The CAM6+DART Reanalysis used “observation sequence files” which contain the types of observations in the table below (“T” = temperature, “U” = zonal wind, “V” = meridional wind, “Q” = specific humidity, “refractivity” = the bending of light by density variations). These files are available on NSF NCAR’s glade file system: /glade/campaign/cisl/fs1_p_relocation/dares/Observations/NCEP+ACARS+GPS+AIRS/Thinned_x9x10. Versions of these files, which also have the results of the reanalysis in them, are available from the RDA d345000 .

NCEP: NCEP’s PREPBUFR files (prepqm) in NSF NCAR’s Research Data Archive: newer or older
COSMIC: UCAR’s COSMIC program provides atmospheric refractivity from a variety of satellites (including COSMIC), which receive Global Positioning System radio occultation signals.
AIRS: Retrievals from infrared soundings from the AQUA satellite They are thinned by a factor of 90 to make their density comparable to the radiosonde network.

Observation or Retrieval	Platform	Distribution	Data Source
T, U, V, Q	Radiosondes from balloons	mostly land	NCEP
T, U, V	ACARS commercial aircraft	mostly North America	NCEP
T, U, V	AIRCRAFT commercial aircraft	mostly non-North America	NCEP
U, V	Cloud drift winds from GOES satellites	midlatitudes and tropics	NCEP
index of refraction	Global Positioning System receivers	global	COSMIC
T, Q	AQUA satellite; AIRS instrument	global	AIRS
altimeter	Radiosondes, bouys	global surface	NCEP

Sample sets of observations can be used with CAM+DART assimilations, of which the NCEP BUFR observations are the most widely used.

The CAM-FV DART Interface

The 19 public interface subroutines in model_mod.f90 are standardized for all DART compliant models. These interfaces allow DART to get the model state and metadata describing this state, find state variables that are close to a given location, and do spatial interpolation for a variety of variables required by observational operators. Your choices for how the assimilation (not the hindcast) will happen are defined in the cam-fv/work/input.nml file.
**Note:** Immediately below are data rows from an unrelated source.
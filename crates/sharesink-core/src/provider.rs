// SPDX-License-Identifier: AGPL-3.0
// Sharesink Core - Host content provider interface
//
// The core never opens storage itself. Everything it reads or writes goes
// through a ContentProvider implemented by the host.

use crate::types::ResourceRef;
use std::collections::HashMap;
use std::io::{self, Read, Write};

/// Display name column of an openable resource
pub const COLUMN_DISPLAY_NAME: &str = "_display_name";
/// Size column of an openable resource, in bytes
pub const COLUMN_SIZE: &str = "_size";
/// Document flags column
pub const COLUMN_FLAGS: &str = "flags";

/// Flag bit marking a document that has no direct byte stream
pub const FLAG_VIRTUAL_DOCUMENT: i64 = 1 << 9;

/// Wildcard filter used when asking a provider what it can export
pub const ANY_MIME_TYPE: &str = "*/*";

pub type SourceStream = Box<dyn Read + Send>;
pub type DestinationStream = Box<dyn Write + Send>;

/// A single value returned by a provider query
#[derive(Debug, Clone, PartialEq, Eq)]
pub enum ColumnValue {
    Null,
    Integer(i64),
    Text(String),
}

impl ColumnValue {
    pub fn as_i64(&self) -> Option<i64> {
        match self {
            ColumnValue::Integer(v) => Some(*v),
            ColumnValue::Text(s) => s.trim().parse().ok(),
            ColumnValue::Null => None,
        }
    }

    pub fn as_text(&self) -> Option<String> {
        match self {
            ColumnValue::Text(s) => Some(s.clone()),
            ColumnValue::Integer(v) => Some(v.to_string()),
            ColumnValue::Null => None,
        }
    }
}

/// One row of a provider query, keyed by column name
#[derive(Debug, Clone, Default, PartialEq, Eq)]
pub struct ProviderRow {
    columns: HashMap<String, ColumnValue>,
}

impl ProviderRow {
    pub fn new() -> Self {
        Self::default()
    }

    pub fn with(mut self, column: &str, value: ColumnValue) -> Self {
        self.columns.insert(column.to_string(), value);
        self
    }

    pub fn insert(&mut self, column: &str, value: ColumnValue) {
        self.columns.insert(column.to_string(), value);
    }

    /// Value of a column; absent columns read as `None`
    pub fn get(&self, column: &str) -> Option<&ColumnValue> {
        self.columns.get(column)
    }

    pub fn get_i64(&self, column: &str) -> Option<i64> {
        self.get(column).and_then(ColumnValue::as_i64)
    }

    pub fn get_text(&self, column: &str) -> Option<String> {
        self.get(column).and_then(ColumnValue::as_text)
    }
}

/// Host-side access to shared resources
pub trait ContentProvider: Send + Sync {
    /// Whether the reference is a document-style URI known to the document framework
    fn is_document_uri(&self, resource: &ResourceRef) -> bool;

    /// MIME type the host reports for the resource
    fn get_type(&self, resource: &ResourceRef) -> Option<String>;

    /// Query the requested columns. `Ok(None)` means no row.
    fn query(&self, resource: &ResourceRef, columns: &[&str]) -> io::Result<Option<ProviderRow>>;

    /// MIME types the provider can materialise for the resource, in provider order.
    /// `Ok(None)` means the provider does not advertise any.
    fn stream_types(&self, resource: &ResourceRef, filter: &str) -> io::Result<Option<Vec<String>>>;

    /// Open a stream of the resource exported as `mime_type`
    fn open_typed_stream(
        &self,
        resource: &ResourceRef,
        mime_type: &str,
    ) -> io::Result<Option<SourceStream>>;

    /// Open the resource's own byte stream for reading
    fn open_input(&self, resource: &ResourceRef) -> io::Result<SourceStream>;

    /// Open a validated destination for writing
    fn open_output(&self, resource: &ResourceRef) -> io::Result<DestinationStream>;
}
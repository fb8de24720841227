use std::path::{Path, PathBuf};

use super::data::{display_name, DirectoryNode};
use super::scanner::list_subdirectories;

/// One level of subfolders as `(label, path)` pairs, ready for the sidebar
pub fn render_children(directory: &Path) -> Vec<(String, PathBuf)> {
    list_subdirectories(directory)
        .into_iter()
        .map(|path| (display_name(&path), path))
        .collect()
}

fn load_children(directory: &Path) -> Vec<DirectoryNode> {
    render_children(directory)
        .into_iter()
        .map(|(name, path)| DirectoryNode::with_name(path, name))
        .collect()
}

/// A row of the flattened tree as the sidebar draws it
#[derive(Debug, Clone, PartialEq, Eq)]
pub struct TreeRow {
    pub depth: usize,
    pub label: String,
    pub path: PathBuf,
    pub expanded: bool,
}

/// Folder tree below the chosen root.
///
/// Children are read from disk the first time a node is expanded and
/// kept afterwards; collapsing only hides them. Changing the root throws
/// the whole tree away.
#[derive(Debug, Clone)]
pub struct SidebarTree {
    root: DirectoryNode,
}

impl SidebarTree {
    /// Build the tree with the root already expanded one level
    pub fn new(root: PathBuf) -> Self {
        let mut root = DirectoryNode::new(root);
        root.children = Some(load_children(&root.path));
        root.expanded = true;
        Self { root }
    }

    pub fn root(&self) -> &DirectoryNode {
        &self.root
    }

    /// Expand or collapse the node at `path`.
    /// Returns `false` if no such node is currently in the tree.
    pub fn toggle(&mut self, path: &Path) -> bool {
        let Some(node) = find_mut(&mut self.root, path) else {
            return false;
        };

        if node.expanded {
            node.expanded = false;
        } else {
            if !node.is_loaded() {
                log::debug!("Expanding {}", node.path.display());
                node.children = Some(load_children(&node.path));
            }
            node.expanded = true;
        }
        true
    }

    /// Root plus every child of an expanded node, depth first
    pub fn visible(&self) -> Vec<TreeRow> {
        let mut rows = Vec::new();
        collect_visible(&self.root, 0, &mut rows);
        rows
    }
}

fn find_mut<'a>(node: &'a mut DirectoryNode, path: &Path) -> Option<&'a mut DirectoryNode> {
    if node.path == path {
        return Some(node);
    }
    if !path.starts_with(&node.path) {
        return None;
    }
    node.children
        .as_mut()?
        .iter_mut()
        .find_map(|child| find_mut(child, path))
}

fn collect_visible(node: &DirectoryNode, depth: usize, rows: &mut Vec<TreeRow>) {
    rows.push(TreeRow {
        depth,
        label: node.name.clone(),
        path: node.path.clone(),
        expanded: node.expanded,
    });

    if !node.expanded {
        return;
    }
    if let Some(children) = &node.children {
        for child in children {
            collect_visible(child, depth + 1, rows);
        }
    }
}
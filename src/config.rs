/// Fixed layout constants and the runtime configuration built from the
/// command line.
use clap::Parser;
use std::path::{Path, PathBuf};

/// Edge length of the square box a thumbnail is fitted into
pub const THUMB_SIZE: u32 = 192;

/// Gap reserved around each tile in the grid
pub const THUMB_PADDING: u32 = 8;

/// Width of the folder tree on the left
pub const SIDEBAR_WIDTH: f32 = 320.0;

/// Horizontal space eaten by borders, scrollbar and spacing around the grid
pub const GRID_CHROME: f32 = 40.0;

/// Grid width assumed before the window reported its size
pub const DEFAULT_GRID_WIDTH: u32 = 800;

/// Initial browser window size
pub const WINDOW_SIZE: (f32, f32) = (1200.0, 820.0);

/// Box the full-size viewer shrinks images into
pub const VIEWER_MAX_IMAGE: (u32, u32) = (1600, 1000);

/// Upper bound of the viewer window itself
pub const VIEWER_MAX_WINDOW: (u32, u32) = (1800, 1200);

/// Lower-case extensions the scanner accepts
pub const SUPPORTED_EXTENSIONS: [&str; 8] = ["jpg", "jpeg", "png", "bmp", "gif", "tif", "tiff", "webp"];

/// Command line of the browser
#[derive(Parser, Debug)]
#[command(version, about = "Browse folders of images as thumbnails", long_about = None)]
pub struct Args {
    /// Folder to start browsing in (defaults to the home directory)
    #[arg(value_name = "ROOT")]
    pub root: Option<PathBuf>,

    /// Show a single image in a viewer window and exit when it is closed
    #[arg(long, value_name = "IMAGE")]
    pub view: Option<PathBuf>,

    /// Do not decode thumbnails, show plain open buttons instead
    #[arg(long, default_value_t = false)]
    pub no_thumbnails: bool,

    /// Keep at most this many decoded thumbnails in memory
    #[arg(long, value_name = "COUNT")]
    pub max_thumbnails: Option<usize>,
}

/// Browser settings derived from [`Args`]
#[derive(Debug, Clone, PartialEq)]
pub struct BrowserConfig {
    pub root: PathBuf,
    pub thumbnails: bool,
    pub max_thumbnails: Option<usize>,
}

impl BrowserConfig {
    pub fn from_args(args: &Args) -> Self {
        let root = args.root.as_deref().map(absolute_root).unwrap_or_else(default_root);
        Self {
            root,
            thumbnails: !args.no_thumbnails,
            // a limit of zero would make every thumbnail evict itself
            max_thumbnails: args.max_thumbnails.filter(|&max| max > 0),
        }
    }
}

/// `root` resolved against the working directory; left as typed if that fails
fn absolute_root(root: &Path) -> PathBuf {
    std::path::absolute(root).unwrap_or_else(|err| {
        log::warn!("Cannot resolve {}: {}", root.display(), err);
        root.to_path_buf()
    })
}

/// Home directory, or the working directory when there is none
pub fn default_root() -> PathBuf {
    dirs::home_dir()
        .or_else(|| std::env::current_dir().ok())
        .unwrap_or_else(|| PathBuf::from("."))
}
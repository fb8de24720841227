/// Widgets of the browser window plus the standalone viewer

pub mod grid;
pub mod sidebar;
pub mod viewer;
/// Thumbnail grid layout
///
/// The grid is a plain table: a fixed tile width, as many columns as fit
/// into the measured width, and rows filled left to right.
use crate::config::{DEFAULT_GRID_WIDTH, THUMB_PADDING, THUMB_SIZE};

/// One slot in the grid
#[derive(Debug, Clone, PartialEq)]
pub enum GridCell<T> {
    Item(T),
    /// Shown alone when the folder has nothing to display
    Placeholder,
}

/// Number of columns that fit into `available_width`, never less than one
pub fn compute_columns(available_width: u32) -> usize {
    columns_for(available_width, THUMB_SIZE, THUMB_PADDING)
}

fn columns_for(available_width: u32, tile_size: u32, padding: u32) -> usize {
    let tile = (tile_size + padding).max(1);
    (available_width / tile).max(1) as usize
}

/// Split `items` into rows of `columns` cells; the last row may be shorter.
/// An empty list becomes a single row holding one placeholder.
pub fn build_grid<T: Clone>(items: &[T], columns: usize) -> Vec<Vec<GridCell<T>>> {
    if items.is_empty() {
        return vec![vec![GridCell::Placeholder]];
    }

    items
        .chunks(columns.max(1))
        .map(|row| row.iter().cloned().map(GridCell::Item).collect())
        .collect()
}

/// Column count plus the width it was derived from
#[derive(Debug, Clone, Copy, PartialEq, Eq)]
pub struct LayoutState {
    width: u32,
    columns: usize,
}

impl Default for LayoutState {
    fn default() -> Self {
        Self::new(DEFAULT_GRID_WIDTH)
    }
}

impl LayoutState {
    pub fn new(width: u32) -> Self {
        Self {
            width,
            columns: compute_columns(width),
        }
    }

    pub fn columns(&self) -> usize {
        self.columns
    }

    pub fn width(&self) -> u32 {
        self.width
    }

    /// Record a measured width. Returns `true` when it differs from the
    /// previous measurement, which is the signal to rebuild the grid.
    /// A width of zero is a real measurement and gives one column.
    pub fn observe_width(&mut self, width: u32) -> bool {
        if width == self.width {
            return false;
        }
        self.width = width;
        self.columns = compute_columns(width);
        true
    }
}
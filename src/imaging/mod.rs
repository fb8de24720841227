/// Image decoding module
///
/// This module handles:
/// - Decoding image files and shrinking them to a bounding box
/// - The in-memory thumbnail cache used by the grid
/// - Full-size previews for the detached viewer

pub mod preview;
pub mod thumbnail;

use image::imageops::FilterType;
use image::DynamicImage;
use std::path::Path;

use crate::error::{BrowseError, BrowseResult};

/// Size of `(width, height)` scaled down to fit into `max_width` x `max_height`.
///
/// Aspect ratio is preserved, images that already fit are left alone and
/// neither side drops below one pixel.
pub fn fit_within(width: u32, height: u32, max_width: u32, max_height: u32) -> (u32, u32) {
    if width == 0 || height == 0 {
        return (width.max(1), height.max(1));
    }
    if width <= max_width && height <= max_height {
        return (width, height);
    }

    let scale = f64::min(max_width as f64 / width as f64, max_height as f64 / height as f64);
    let new_width = ((width as f64 * scale).round() as u32).clamp(1, max_width.max(1));
    let new_height = ((height as f64 * scale).round() as u32).clamp(1, max_height.max(1));
    (new_width, new_height)
}

/// A decoded image converted to tightly packed RGBA8
#[derive(Debug, Clone)]
pub struct DecodedImage {
    pub width: u32,
    pub height: u32,
    pub pixels: Vec<u8>,
}

/// Decode `path` and shrink it into the given box using Lanczos3
pub fn decode_fitted(path: &Path, max_width: u32, max_height: u32) -> BrowseResult<DecodedImage> {
    let img = image::open(path).map_err(|source| BrowseError::Decode {
        path: path.to_path_buf(),
        source,
    })?;

    let img = shrink(img, max_width, max_height);
    let rgba = img.to_rgba8();
    let (width, height) = rgba.dimensions();

    Ok(DecodedImage {
        width,
        height,
        pixels: rgba.into_raw(),
    })
}

fn shrink(img: DynamicImage, max_width: u32, max_height: u32) -> DynamicImage {
    let (width, height) = (img.width(), img.height());
    let (new_width, new_height) = fit_within(width, height, max_width, max_height);
    if (new_width, new_height) == (width, height) {
        img
    } else {
        img.resize_exact(new_width, new_height, FilterType::Lanczos3)
    }
}
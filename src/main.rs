use clap::Parser;
use flexi_logger::{Logger, LoggerHandle};
use iced::widget::{button, column, container, row, text};
use iced::{window, Alignment, Element, Length, Size, Subscription, Task, Theme};
use rfd::FileDialog;
use std::path::PathBuf;
use std::time::Instant;

mod config;
mod error;
mod imaging;
mod launcher;
mod state;
mod ui;

use config::{Args, BrowserConfig, GRID_CHROME, SIDEBAR_WIDTH, WINDOW_SIZE};
use imaging::thumbnail::ThumbnailCache;
use state::data::ImageEntry;
use state::layout::{GridCell, LayoutState};
use state::scanner::list_images;
use state::tree::SidebarTree;
use ui::grid::{build_tiles, placeholder_notice, ClickTracker, Tile};

/// Default log filter, `RUST_LOG` overrides it
const LOG_SPEC: &str = "info, iced=error, wgpu_hal=error, wgpu_core=error, naga=warn";

/// Main application state
struct ImageBrowser {
    config: BrowserConfig,
    /// Folder the sidebar tree starts at
    root: PathBuf,
    /// Folder whose images are in the grid
    current_dir: PathBuf,
    images: Vec<ImageEntry>,
    tree: SidebarTree,
    thumbnails: ThumbnailCache,
    layout: LayoutState,
    /// Rows as last built; replaced wholesale, never patched
    grid: Vec<Vec<GridCell<Tile>>>,
    clicks: ClickTracker,
}

/// Application messages (events)
#[derive(Debug, Clone)]
pub enum Message {
    /// User clicked "Choose Root…"
    ChooseRoot,
    /// User clicked "Open folder"
    OpenCurrentFolder,
    /// A folder label in the sidebar was clicked
    FolderSelected(PathBuf),
    /// A sidebar arrow was clicked
    FolderToggled(PathBuf),
    /// A thumbnail was pressed (two quick presses open the viewer)
    TilePressed(PathBuf),
    /// The window changed size
    WindowResized(Size),
}

/// Width left for the grid in a window `window_width` pixels wide
fn grid_width(window_width: f32) -> u32 {
    (window_width - SIDEBAR_WIDTH - GRID_CHROME).max(0.0) as u32
}

impl ImageBrowser {
    /// Create a new instance of the application
    fn new(config: BrowserConfig) -> (Self, Task<Message>) {
        let root = config.root.clone();
        let mut browser = ImageBrowser {
            thumbnails: ThumbnailCache::new(config.thumbnails, config.max_thumbnails),
            tree: SidebarTree::new(root.clone()),
            current_dir: root.clone(),
            root: root.clone(),
            images: Vec::new(),
            layout: LayoutState::default(),
            grid: Vec::new(),
            clicks: ClickTracker::default(),
            config,
        };

        if !browser.thumbnails.is_enabled() {
            log::info!("Thumbnails disabled, showing open buttons only");
        }
        log::info!("Browsing {}", root.display());
        browser.load_directory(root);

        (browser, Task::none())
    }

    /// Replace the root: new tree, and the root's own images in the grid
    fn set_root(&mut self, root: PathBuf) {
        log::info!("Browsing {}", root.display());
        self.tree = SidebarTree::new(root.clone());
        self.root = root.clone();
        self.load_directory(root);
    }

    fn load_directory(&mut self, path: PathBuf) {
        self.images = list_images(&path).into_iter().map(ImageEntry::new).collect();
        log::info!("{} images in {}", self.images.len(), path.display());
        self.current_dir = path;
        self.rebuild_grid();
    }

    fn rebuild_grid(&mut self) {
        self.grid = build_tiles(&self.images, &mut self.thumbnails, self.layout.columns());
        log::debug!("{} rows built, {} thumbnails cached", self.grid.len(), self.thumbnails.len());
    }

    /// Handle application messages and update state
    fn update(&mut self, message: Message) -> Task<Message> {
        match message {
            Message::ChooseRoot => {
                // Show the native folder picker dialog
                let folder = FileDialog::new()
                    .set_title("Choose Root Folder")
                    .set_directory(&self.root)
                    .pick_folder();

                if let Some(folder) = folder.filter(|f| f.is_dir()) {
                    self.set_root(folder);
                }
            }
            Message::OpenCurrentFolder => {
                if let Err(err) = launcher::open_with_system(&self.current_dir) {
                    log::error!("{}", err);
                }
            }
            Message::FolderSelected(path) => {
                self.load_directory(path);
            }
            Message::FolderToggled(path) => {
                if !self.tree.toggle(&path) {
                    log::warn!("Folder {} is not in the tree", path.display());
                }
            }
            Message::TilePressed(path) => {
                if self.clicks.register(&path, Instant::now()) {
                    let launch = launcher::open_viewer(&path);
                    log::debug!("Viewer for {}: {:?}", path.display(), launch);
                }
            }
            // a minimised window reports zero width
            Message::WindowResized(size) if size.width == 0.0 => {}
            Message::WindowResized(size) => {
                if self.layout.observe_width(grid_width(size.width)) {
                    log::debug!("Grid is {} px, {} columns", self.layout.width(), self.layout.columns());
                    self.rebuild_grid();
                }
            }
        }

        Task::none()
    }

    fn toolbar(&self) -> Element<Message> {
        let count = match self.images.len() {
            1 => "1 image".to_string(),
            n => format!("{} images", n),
        };

        row![
            button("Choose Root…").on_press(Message::ChooseRoot),
            button("Open folder").on_press(Message::OpenCurrentFolder),
            text("Path:"),
            text(self.current_dir.display().to_string()),
            text(count).size(14),
        ]
        .spacing(12)
        .align_y(Alignment::Center)
        .into()
    }

    /// Build the user interface
    fn view(&self) -> Element<Message> {
        let notice = placeholder_notice(self.config.thumbnails);

        let body = row![
            ui::sidebar::view(&self.tree, &self.current_dir),
            container(ui::grid::view(&self.grid, notice))
                .width(Length::Fill)
                .height(Length::Fill)
                .style(container::bordered_box),
        ]
        .spacing(8);

        column![self.toolbar(), body]
            .spacing(10)
            .padding(10)
            .into()
    }

    fn subscription(&self) -> Subscription<Message> {
        window::resize_events().map(|(_id, size)| Message::WindowResized(size))
    }

    /// Set the application theme
    fn theme(&self) -> Theme {
        Theme::Dark
    }
}

/// Log to stderr; the browser never writes files
fn init_logger() -> Option<LoggerHandle> {
    match Logger::try_with_env_or_str(LOG_SPEC).and_then(|logger| logger.log_to_stderr().start()) {
        Ok(handle) => Some(handle),
        Err(err) => {
            eprintln!("Failed to start logger: {}", err);
            None
        }
    }
}

fn main() -> iced::Result {
    let args = Args::parse();
    let _logger = init_logger();

    if let Some(image) = &args.view {
        log::info!("Viewing {}", image.display());
        return ui::viewer::run(image);
    }

    let config = BrowserConfig::from_args(&args);
    log::info!("Starting image browser {}", env!("CARGO_PKG_VERSION"));

    iced::application("Image Browser", ImageBrowser::update, ImageBrowser::view)
        .subscription(ImageBrowser::subscription)
        .theme(ImageBrowser::theme)
        .window_size(WINDOW_SIZE)
        .run_with(move || ImageBrowser::new(config))
}
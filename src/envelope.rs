//! Envelope codec: wraps every transport payload in a `(header, object)`
//! pair so a receiver can assert it dequeued the message it expected.
//! See spec §4.2.

use crate::error::RtasError;
use serde::{de::DeserializeOwned, Deserialize, Serialize};

/// Fixed ASCII header vocabulary used by the engine (spec §4.2, §6).
pub mod header {
    /// P0 → P1, the synced-PRNG seed.
    pub const RANDOM_SEED: &str = "random_seed";
    /// Generator → other owners, in `new_private`.
    pub const NEW_PRIVATE: &str = "new_private";
    /// Creator → others, in `new_public`.
    pub const NEW_PUBLIC: &str = "new_public";
    /// P2 → P0/P1, in `share` (Case B).
    pub const SHARE: &str = "share";
    /// Compute party → compute party, in `reveal_to` (Shared, target is compute).
    pub const ANOTHER_SHARE: &str = "another_share";
    /// P0 → P2, in `reveal_to` (Shared, target is P2).
    pub const SHARE_OF_P0: &str = "share_of_P0";
    /// P1 → P2, in `reveal_to` (Shared, target is P2).
    pub const SHARE_OF_P1: &str = "share_of_P1";
    /// Generator → target, in `reveal_to` (Private).
    pub const PRIVATE_VALUE: &str = "private_value";
    /// P2 → P0/P1, a batch of Beaver triples.
    pub const TRIPLES: &str = "triples";
    /// Compute party → compute party, the `(d_i, e_i)` pair in `product`.
    pub const X_U_AND_Y_V: &str = "X-U and Y-V";
}

/// `(header, object)` wrapper around every logical protocol message.
#[derive(Debug, Serialize, Deserialize)]
struct Envelope<T> {
    header: String,
    object: T,
}

/// Serialize `object` under `header` into the bytes that will become one
/// transport frame.
pub fn encode<T: Serialize>(header: &str, object: &T) -> Result<Vec<u8>, RtasError> {
    let envelope = Envelope {
        header: header.to_string(),
        object,
    };
    bincode::serialize(&envelope).map_err(|e| RtasError::Envelope(e.to_string()))
}

/// Deserialize `bytes` as an envelope and assert its header matches
/// `expected_header`. Any deserialization failure or header mismatch is a
/// discipline-check [`RtasError::Envelope`], not a security property — it
/// catches message-ordering bugs at development time.
pub fn decode<T: DeserializeOwned>(bytes: &[u8], expected_header: &str) -> Result<T, RtasError> {
    let envelope: Envelope<T> = bincode::deserialize(bytes)
        .map_err(|e| RtasError::Envelope(format!("malformed envelope: {e}")))?;
    if envelope.header != expected_header {
        return Err(RtasError::Envelope(format!(
            "expected header {expected_header:?} but got {:?}",
            envelope.header
        )));
    }
    Ok(envelope.object)
}

#[cfg(test)]
mod tests {
    use super::*;

    #[test]
    fn round_trips_matching_header() {
        let bytes = encode("random_seed", &42u64).unwrap();
        let value: u64 = decode(&bytes, "random_seed").unwrap();
        assert_eq!(value, 42);
    }

    #[test]
    fn rejects_mismatched_header() {
        let bytes = encode(header::SHARE, &vec![1.0_f64, 2.0]).unwrap();
        let err = decode::<Vec<f64>>(&bytes, header::TRIPLES).unwrap_err();
        assert!(matches!(err, RtasError::Envelope(_)));
    }
}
In that file, the model_nml namelist lets you control the interaction with CAM-FV. The CAM-FV, which DART will interact with, is defined by the setup scripts, as described next.

Setup Scripts

Unlike pre-Manhattan versions of DART-CAM, CESM (CAM) runs using its normal scripts, then stops and calls a DART script, which does the desired assimilation tasks, then returns to the CESM run script for the next model advance. See the CESM interface documentation in the CESM readme for more general information about running DART with CESM. Due to the complexity of the CESM software environment, the versions of CESM which can be used for assimilation are more restricted than previously. Each supported CESM version has similar, but unique, sets of setup scripts and CESM SourceMods. Those generally do not affect the cam-fv/model_mod.f90 interface.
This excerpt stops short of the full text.